Legal and procedural requirements
Notice of the Petitioner’s application was posted and published as directed by the Division thereby affording opportunity for interested parties to submit comments. The period for filing comments has expired, and no comments were received. The Division reviewed the application and supplementary materials in accordance with the statutory criteria of whether competition among banking institutions will be unreasonably affected and whether public convenience and advantage as well as net new benefits would be promoted by approval of the proposed transaction. Both banks’ records of performance under the Commonwealth’s Community Reinvestment Act (CRA), Massachusetts General Laws chapter 167, section 14 and the Division's regulation, 209 CMR 46.00 et seq. also were factors considered by the Division. In addition, The Co-operative Central Bank confirmed by letter dated October 27, 2017 that satisfactory arrangements have been made in connection with the merger relative to providing excess deposit insurance for deposits of the Continuing Institution.
Parties
Fidelity was chartered as a Massachusetts mutual co-operative bank in 1888. It reorganized into the mutual holding company form of organization in 2006 after receiving the required approvals from the Division and the Massachusetts Board of Bank Incorporation. As mentioned above, Fidelity is a wholly-owned subsidiary of Life Design Holding Company, a Massachusetts corporation, which is a wholly-owned subsidiary of Fidelity Mutual Holding Company, a Massachusetts mutual holding company. As of December 31, 2017, Fidelity had total assets of approximately $819.6 million and total deposits of approximately $700 million. In addition to its main office in Fitchburg, Massachusetts, Fidelity operates 9 full-service branch offices in Barre, Gardner, Leominster (2), Millbury, Paxton, Princeton and Worcester in Worcester County, and in Shirley in Middlesex County.

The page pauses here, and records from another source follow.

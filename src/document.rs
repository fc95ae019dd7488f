//! Declarative schema documents
//!
//! Schemas can also be written as data, for tools that receive them at run
//! time. A document is a list of attribute entries:
//!
//! ```json
//! [
//!   { "type": "string", "name": "name" },
//!   { "type": "integer", "name": "age", "optional": true },
//!   { "type": "hash", "name": "company", "attributes": [
//!       { "type": "string", "name": "name" }
//!   ]},
//!   { "type": "array", "name": "emails", "each": "string" }
//! ]
//! ```
//!
//! TOML documents use an `[[attributes]]` array of tables with the same keys.
//! Entries are replayed through [`SchemaBuilder::declare`], so they are
//! validated exactly like schemas defined in code.

use std::path::Path;

use serde::{Deserialize, Serialize};

use crate::builder::SchemaBuilder;
use crate::caster::Caster;
use crate::error::{CastError, Result};

/// One attribute entry of a schema document
#[derive(Debug, Clone, PartialEq, Serialize, Deserialize)]
pub struct AttributeEntry {
    /// Registered converter name
    #[serde(rename = "type")]
    pub type_name: String,
    pub name: String,
    #[serde(default)]
    pub optional: bool,
    #[serde(default)]
    pub allow_nil: bool,
    #[serde(default, skip_serializing_if = "Option::is_none")]
    pub each: Option<String>,
    /// Nested attributes for `hash` entries, or `array` entries of hashes
    #[serde(default, skip_serializing_if = "Option::is_none")]
    pub attributes: Option<Vec<AttributeEntry>>,
}

/// A parsed schema document
#[derive(Debug, Clone, Default, PartialEq, Serialize, Deserialize)]
pub struct SchemaDocument {
    pub attributes: Vec<AttributeEntry>,
}

#[derive(Deserialize)]
#[serde(untagged)]
enum JsonDocument {
    List(Vec<AttributeEntry>),
    Wrapped(SchemaDocument),
}

impl SchemaDocument {
    /// Parse a JSON document, either a bare list or `{"attributes": [...]}`
    pub fn from_json_str(content: &str) -> Result<Self> {
        let document: JsonDocument = serde_json::from_str(content).map_err(invalid_document)?;
        Ok(match document {
            JsonDocument::List(attributes) => Self { attributes },
            JsonDocument::Wrapped(document) => document,
        })
    }

    pub fn from_toml_str(content: &str) -> Result<Self> {
        toml::from_str(content).map_err(invalid_document)
    }

    /// Read a document, choosing the format by extension (`.toml`, else JSON)
    pub fn from_path(path: impl AsRef<Path>) -> Result<Self> {
        let path = path.as_ref();
        let content = std::fs::read_to_string(path).map_err(|e| {
            CastError::argument(format!("invalid schema document: {}: {}", path.display(), e))
        })?;
        match path.extension().and_then(|ext| ext.to_str()) {
            Some("toml") => Self::from_toml_str(&content),
            _ => Self::from_json_str(&content),
        }
    }

    /// Declare every entry on `builder`
    pub fn declare_into(&self, builder: &mut SchemaBuilder) {
        declare_entries(&self.attributes, builder);
    }

    /// Build a caster named `name` from this document
    pub fn into_caster(&self, name: impl Into<String>) -> Result<Caster> {
        Caster::define(name, |s| self.declare_into(s))
    }
}

fn declare_entries(entries: &[AttributeEntry], builder: &mut SchemaBuilder) {
    for entry in entries {
        let mut handle = match &entry.attributes {
            Some(children) => builder.declare_nested(&entry.type_name, entry.name.as_str(), |nested| {
                declare_entries(children, nested)
            }),
            None => builder.declare(&entry.type_name, entry.name.as_str()),
        };

        if entry.optional {
            handle = handle.optional();
        }
        if entry.allow_nil {
            handle = handle.allow_nil();
        }
        if let Some(each) = &entry.each {
            handle.each(each.clone());
        }
    }
}

fn invalid_document(err: impl std::fmt::Display) -> CastError {
    CastError::argument(format!("invalid schema document: {}", err))
}

impl Caster {
    /// Build a caster from a JSON schema document
    pub fn from_json_str(name: impl Into<String>, content: &str) -> Result<Self> {
        SchemaDocument::from_json_str(content)?.into_caster(name)
    }

    /// Build a caster from a TOML schema document
    pub fn from_toml_str(name: impl Into<String>, content: &str) -> Result<Self> {
        SchemaDocument::from_toml_str(content)?.into_caster(name)
    }

    /// Build a caster from a schema document on disk, named after the file
    pub fn from_path(path: impl AsRef<Path>) -> Result<Self> {
        let path = path.as_ref();
        let name = path
            .file_stem()
            .map(|stem| stem.to_string_lossy().into_owned())
            .unwrap_or_else(|| "document".to_string());
        SchemaDocument::from_path(path)?.into_caster(name)
    }
}

#[cfg(test)]
mod tests {
    use super::*;
    use crate::attribute::Rule;
    use crate::error::ErrorKind;

    const CONTACT: &str = r#"[
        { "type": "string", "name": "name" },
        { "type": "integer", "name": "age", "optional": true },
        { "type": "hash", "name": "company", "attributes": [
            { "type": "string", "name": "name" }
        ]},
        { "type": "array", "name": "emails", "each": "string" }
    ]"#;

    #[test]
    fn test_json_document() {
        let caster = Caster::from_json_str("Contact", CONTACT).unwrap();
        let schema = caster.schema().unwrap();

        assert_eq!(schema.len(), 4);
        assert!(schema[1].is_optional());
        assert!(matches!(schema[2].rule, Rule::Nested(_)));
        assert!(matches!(schema[3].rule, Rule::Each(_)));
    }

    #[test]
    fn test_empty_nested_attributes() {
        let caster = Caster::from_json_str("Meta", r#"[{"type": "hash", "name": "meta", "attributes": []}]"#).unwrap();
        assert!(matches!(caster.schema().unwrap()[0].rule, Rule::Convert(_)));

        let input = crate::value::Value::from(serde_json::json!({"meta": {"k": 1}}));
        let options = crate::engine::CastOptions::new().input_keys(crate::value::KeyMode::String);
        let output = caster.cast(&input, &options).unwrap();
        assert_eq!(output.len(), 1);
    }

    #[test]
    fn test_wrapped_json_document() {
        let document = SchemaDocument::from_json_str(r#"{"attributes": [{"type": "date", "name": "born"}]}"#).unwrap();
        assert_eq!(document.attributes[0].type_name, "date");
    }

    #[test]
    fn test_toml_document() {
        let content = r#"
            [[attributes]]
            type = "string"
            name = "city"

            [[attributes]]
            type = "integer"
            name = "zip"
            allow_nil = true
        "#;
        let caster = Caster::from_toml_str("Home", content).unwrap();
        assert!(caster.schema().unwrap()[1].allows_nil());
    }

    #[test]
    fn test_unknown_type_in_document() {
        let err = Caster::from_json_str("Wrong", r#"[{"type": "integr", "name": "name"}]"#).unwrap_err();
        assert_eq!(err.kind(), ErrorKind::CasterNotFound);
    }

    #[test]
    fn test_malformed_document() {
        let err = SchemaDocument::from_json_str(r#"[{"name": "missing type"}]"#).unwrap_err();
        assert_eq!(err.kind(), ErrorKind::Argument);
        assert!(err.message().starts_with("invalid schema document"));
    }

    #[test]
    fn test_from_path_picks_format() {
        let dir = tempfile::tempdir().unwrap();
        let path = dir.path().join("contact.json");
        std::fs::write(&path, CONTACT).unwrap();

        let caster = Caster::from_path(&path).unwrap();
        assert_eq!(caster.name(), "contact");
    }
}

Fidelity has eight wholly-owned subsidiaries, FCB Security Corporation, Inc., Shirley Securities Inc., Exchange Parking Series LLC, Exchange Authority LLC, Nashaway Realty LLC, M3S LLC, Hayes-Barrett Investments LLC and Hayes-Barrett Insurance LLC. Fidelity’s deposits are insured up to allowable limits by the Federal Deposit Insurance Corporation (FDIC) and amounts in excess of FDIC insurance are insured by the Share Insurance Fund of The Co-operative Central Bank (Share Insurance Fund).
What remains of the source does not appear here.